Wes proposed. Amanda said yes. Lili is thrilled and so are their friends and family.
Amanda's ex-husband and his wife are less so. They already thought that three was a crowd and apparently four is entirely too many. What will they be willing to do to prevent Wes from joining their family?
Chapter 8 is now up.
Read on Ao3 or below the cut.
They have one very important piece of information.
The mastermind behind this entire fiasco is Ibolya Vass, heiress to a massive business empire.
Which unfortunately explains the connections involved and the cajones to frame and murder Jakob Tomasiak.
Unfortunately, the Vass family has properties in over a dozen countries.
Wes may not even still be in Poland.
Even if they can prove that Ibolya is behind his kidnapping – and Amanda being able to identify her voice from the phone call won’t be enough against the kind of lawyers the family has – it’s going to be difficult to determine where he’s being held.
Trawling through corporate documents and finances for the smoking gun could take weeks, if not months.
They don’t have much leverage to convince her to reveal it.
And Wes would be dead within hours if they arrested her.
Amanda could probably come up with leverage on Laszlo given what she knows about his habits and even Zoe has revealed more than she probably thinks but she isn’t even sure they are involved.
So they have to keep trying to trace the abduction in Poland.
Smitty and Riley had arrested a junior staffer at the Embassy after he was identified from footage at the police station.
Edward Jannson hasn’t denied that he picked Wes up and once a lab had confirmed that the orders he’d presented were a forgery, he’d quickly confessed to everything.
He doesn’t know much.
He’d signed out a staff car, picked up a woman with a dark colored handkerchief covering her hair and dark, large frame glasses obscuring her face and headed to the police station.
Upon arrival, he’d walked into the station and presented his paperwork.
The Polish police hadn’t been happy but in the face of a custody transfer form they’d believed to be real, they’d cuffed Wes for transport and walked him out to put him in the backseat of the staff car themselves, leaving Edward to simply climb behind the wheel and drive away.
He’d dropped them off in Imielin on a tired old road near a long-term airport parking lot, helping another man carry a now unconscious Wes to another vehicle.
Then he’d taken the staff car back to the Embassy and gone back to work.
And received a shit ton of money.
The hotel where he’d picked up Ibolya is high priced and ‘values their client’s privacy’.
There are no cameras where the pick up had been made, a private entrance for their most exclusive clientele.
Mostly allowing rich men to bring prostitutes up to their rooms without being documented but also helping kidnappers avoid identification.
The hotel won’t release data from the keycard reader that allows guests to use the door or their booking information.
A judge has ruled the testimony of a confessed criminal insufficient to compel it’s release.

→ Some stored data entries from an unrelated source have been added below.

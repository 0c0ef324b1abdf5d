//! 2D occupancy grid for the world.

use ecogrid_core::{Coord, EntityId, WorldConfig};
use serde::{Deserialize, Serialize};

/// Contents of one grid cell.
#[derive(Debug, Clone, Default, PartialEq, Eq, Serialize, Deserialize)]
pub enum Cell {
    #[default]
    Empty,
    One(EntityId),
    /// Two or more distinct occupants, in arrival order.
    Many(Vec<EntityId>),
}

impl Cell {
    pub fn is_empty(&self) -> bool {
        matches!(self, Cell::Empty)
    }

    /// Whether several entities share this cell.
    pub fn is_shared(&self) -> bool {
        matches!(self, Cell::Many(_))
    }

    pub fn occupants(&self) -> &[EntityId] {
        match self {
            Cell::Empty => &[],
            Cell::One(id) => std::slice::from_ref(id),
            Cell::Many(ids) => ids,
        }
    }

    pub fn contains(&self, id: EntityId) -> bool {
        self.occupants().contains(&id)
    }

    fn insert(&mut self, id: EntityId) {
        match self {
            Cell::Empty => *self = Cell::One(id),
            Cell::One(existing) if *existing == id => {}
            Cell::One(existing) => *self = Cell::Many(vec![*existing, id]),
            Cell::Many(ids) => {
                if !ids.contains(&id) {
                    ids.push(id);
                }
            }
        }
    }

    fn remove(&mut self, id: EntityId) -> bool {
        match self {
            Cell::Empty => false,
            Cell::One(existing) => {
                if *existing == id {
                    *self = Cell::Empty;
                    true
                } else {
                    false
                }
            }
            Cell::Many(ids) => {
                let Some(index) = ids.iter().position(|occupant| *occupant == id) else {
                    return false;
                };
                ids.remove(index);
                match ids.len() {
                    0 => *self = Cell::Empty,
                    1 => *self = Cell::One(ids[0]),
                    _ => {}
                }
                true
            }
        }
    }
}

/// A bounded grid that grows by a fixed margin on every side.
///
/// Out-of-range coordinates are never wrapped or clamped: callers must grow
/// the grid first, and indexing outside it panics.
#[derive(Debug, Clone, Serialize, Deserialize)]
pub struct Grid {
    pub height: i32,
    pub width: i32,
    margin: i32,
    growths: u32,
    cells: Vec<Cell>,
}

impl Grid {
    pub fn new(height: i32, width: i32, margin: i32) -> Self {
        let size = (height * width) as usize;
        Self {
            height,
            width,
            margin,
            growths: 0,
            cells: vec![Cell::Empty; size],
        }
    }

    /// Create an empty grid from world configuration
    pub fn from_config(config: &WorldConfig) -> Self {
        Self::new(config.height, config.width, config.growth_margin)
    }

    pub fn margin(&self) -> i32 {
        self.margin
    }

    /// How many times the grid has grown since creation
    pub fn growths(&self) -> u32 {
        self.growths
    }

    pub fn in_bounds(&self, coord: Coord) -> bool {
        (0..self.height).contains(&coord.row) && (0..self.width).contains(&coord.col)
    }

    pub fn cell(&self, coord: Coord) -> &Cell {
        &self.cells[self.index(coord)]
    }

    /// Occupants of a cell
    pub fn contents(&self, coord: Coord) -> &[EntityId] {
        self.cell(coord).occupants()
    }

    pub fn is_vacant(&self, coord: Coord) -> bool {
        self.cell(coord).is_empty()
    }

    /// Add `id` to the cell. Adding an occupant twice is a no-op.
    pub fn occupy(&mut self, coord: Coord, id: EntityId) {
        let index = self.index(coord);
        self.cells[index].insert(id);
    }

    /// Remove `id` from the cell, returning whether it was there.
    pub fn vacate(&mut self, coord: Coord, id: EntityId) -> bool {
        let index = self.index(coord);
        self.cells[index].remove(id)
    }

    /// Grow by one margin on every side and return the offset applied to
    /// every existing coordinate.
    pub fn grow(&mut self) -> i32 {
        let margin = self.margin;
        let new_height = self.height + 2 * margin;
        let new_width = self.width + 2 * margin;
        let mut cells = vec![Cell::Empty; (new_height * new_width) as usize];

        for (index, cell) in std::mem::take(&mut self.cells).into_iter().enumerate() {
            let row = index as i32 / self.width + margin;
            let col = index as i32 % self.width + margin;
            cells[(row * new_width + col) as usize] = cell;
        }

        self.cells = cells;
        self.height = new_height;
        self.width = new_width;
        self.growths += 1;
        margin
    }

    /// Grow until `coord` fits, returning the total offset applied (0 when it
    /// was already in bounds). `coord` itself is not translated.
    pub fn grow_to_fit(&mut self, coord: Coord) -> i32 {
        let mut offset = 0;
        while !self.in_bounds(coord.shifted(offset)) {
            offset += self.grow();
        }
        offset
    }

    fn index(&self, coord: Coord) -> usize {
        assert!(
            self.in_bounds(coord),
            "coordinate {} outside {}x{} grid",
            coord,
            self.height,
            self.width
        );
        (coord.row * self.width + coord.col) as usize
    }

    /// Get coordinate from index
    pub fn index_to_coord(&self, index: usize) -> Coord {
        let row = (index as i32) / self.width;
        let col = (index as i32) % self.width;
        Coord::new(row, col)
    }

    /// Iterator over all cells with coordinates
    pub fn iter(&self) -> impl Iterator<Item = (Coord, &Cell)> + '_ {
        self.cells
            .iter()
            .enumerate()
            .map(move |(i, cell)| (self.index_to_coord(i), cell))
    }

    /// Iterator over non-empty cells
    pub fn occupied(&self) -> impl Iterator<Item = (Coord, &Cell)> + '_ {
        self.iter().filter(|(_, cell)| !cell.is_empty())
    }
}

#[cfg(test)]
mod tests {
    use super::*;

    fn id(n: u64) -> EntityId {
        EntityId(n)
    }

    #[test]
    fn test_grid_creation() {
        let grid = Grid::new(100, 100, 5);
        assert_eq!(grid.height, 100);
        assert_eq!(grid.width, 100);
        assert_eq!(grid.cells.len(), 10_000);
        assert!(grid.iter().all(|(_, cell)| cell.is_empty()));
    }

    #[test]
    fn test_occupy_promotes_cell() {
        let mut grid = Grid::new(10, 10, 5);
        let coord = Coord::new(3, 4);

        grid.occupy(coord, id(1));
        assert_eq!(grid.cell(coord), &Cell::One(id(1)));

        grid.occupy(coord, id(2));
        assert_eq!(grid.cell(coord), &Cell::Many(vec![id(1), id(2)]));

        grid.occupy(coord, id(3));
        assert_eq!(grid.contents(coord), &[id(1), id(2), id(3)]);
    }

    #[test]
    fn test_occupy_twice_is_noop() {
        let mut grid = Grid::new(10, 10, 5);
        let coord = Coord::new(0, 0);

        grid.occupy(coord, id(1));
        grid.occupy(coord, id(1));
        assert_eq!(grid.cell(coord), &Cell::One(id(1)));

        grid.occupy(coord, id(2));
        grid.occupy(coord, id(2));
        assert_eq!(grid.contents(coord).len(), 2);
    }

    #[test]
    fn test_vacate_demotes_cell() {
        let mut grid = Grid::new(10, 10, 5);
        let coord = Coord::new(9, 9);
        grid.occupy(coord, id(1));
        grid.occupy(coord, id(2));
        grid.occupy(coord, id(3));

        assert!(grid.vacate(coord, id(2)));
        assert_eq!(grid.cell(coord), &Cell::Many(vec![id(1), id(3)]));

        assert!(grid.vacate(coord, id(1)));
        assert_eq!(grid.cell(coord), &Cell::One(id(3)));

        assert!(grid.vacate(coord, id(3)));
        assert!(grid.is_vacant(coord));
    }

    #[test]
    fn test_vacate_absent_is_noop() {
        let mut grid = Grid::new(10, 10, 5);
        let coord = Coord::new(2, 2);
        assert!(!grid.vacate(coord, id(1)));

        grid.occupy(coord, id(1));
        assert!(!grid.vacate(coord, id(2)));
        assert_eq!(grid.cell(coord), &Cell::One(id(1)));
    }

    #[test]
    fn test_grow_rebases_occupants() {
        let mut grid = Grid::new(10, 10, 5);
        grid.occupy(Coord::new(0, 0), id(1));
        grid.occupy(Coord::new(9, 3), id(2));
        grid.occupy(Coord::new(9, 3), id(3));

        let offset = grid.grow();
        assert_eq!(offset, 5);
        assert_eq!(grid.height, 20);
        assert_eq!(grid.width, 20);
        assert_eq!(grid.growths(), 1);

        assert_eq!(grid.contents(Coord::new(5, 5)), &[id(1)]);
        assert_eq!(grid.contents(Coord::new(14, 8)), &[id(2), id(3)]);
        assert_eq!(grid.occupied().count(), 2);
    }

    #[test]
    fn test_grow_to_fit() {
        let mut grid = Grid::new(100, 100, 5);
        assert_eq!(grid.grow_to_fit(Coord::new(50, 50)), 0);
        assert_eq!(grid.growths(), 0);

        assert_eq!(grid.grow_to_fit(Coord::new(50, 104)), 5);
        assert_eq!(grid.growths(), 1);
        assert!(grid.in_bounds(Coord::new(55, 109)));

        // Far outside needs more than one margin
        assert_eq!(grid.grow_to_fit(Coord::new(-12, 0)), 15);
        assert_eq!(grid.growths(), 4);
    }

    #[test]
    #[should_panic(expected = "outside")]
    fn test_out_of_bounds_panics() {
        let grid = Grid::new(10, 10, 5);
        grid.contents(Coord::new(10, 0));
    }
}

It probably wouldn’t matter anyway.
Odds are that Ibolya’s room had been booked under a false name and paid for through shell companies anyway.
Amanda can’t even find proof of the woman entering the country.
On the other end of the transfer is a dirt road just out of site of hundreds of nearby security cameras in the parking lot, a vehicle they can’t trace and a man they can’t identify.
Because Edward couldn’t provide any better description than a gray sedan and a man of average height, stocky build, black hair and blue eyes.
The location is close to an airfield (hence the long term parking) and a major highway interchange where they could have very quickly disappeared in any number of directions.
So functionally, they have nothing.
Amanda is fairly confident that they hadn’t entered the airport based on the high prevalence of cameras there but beyond that they could have gone anywhere.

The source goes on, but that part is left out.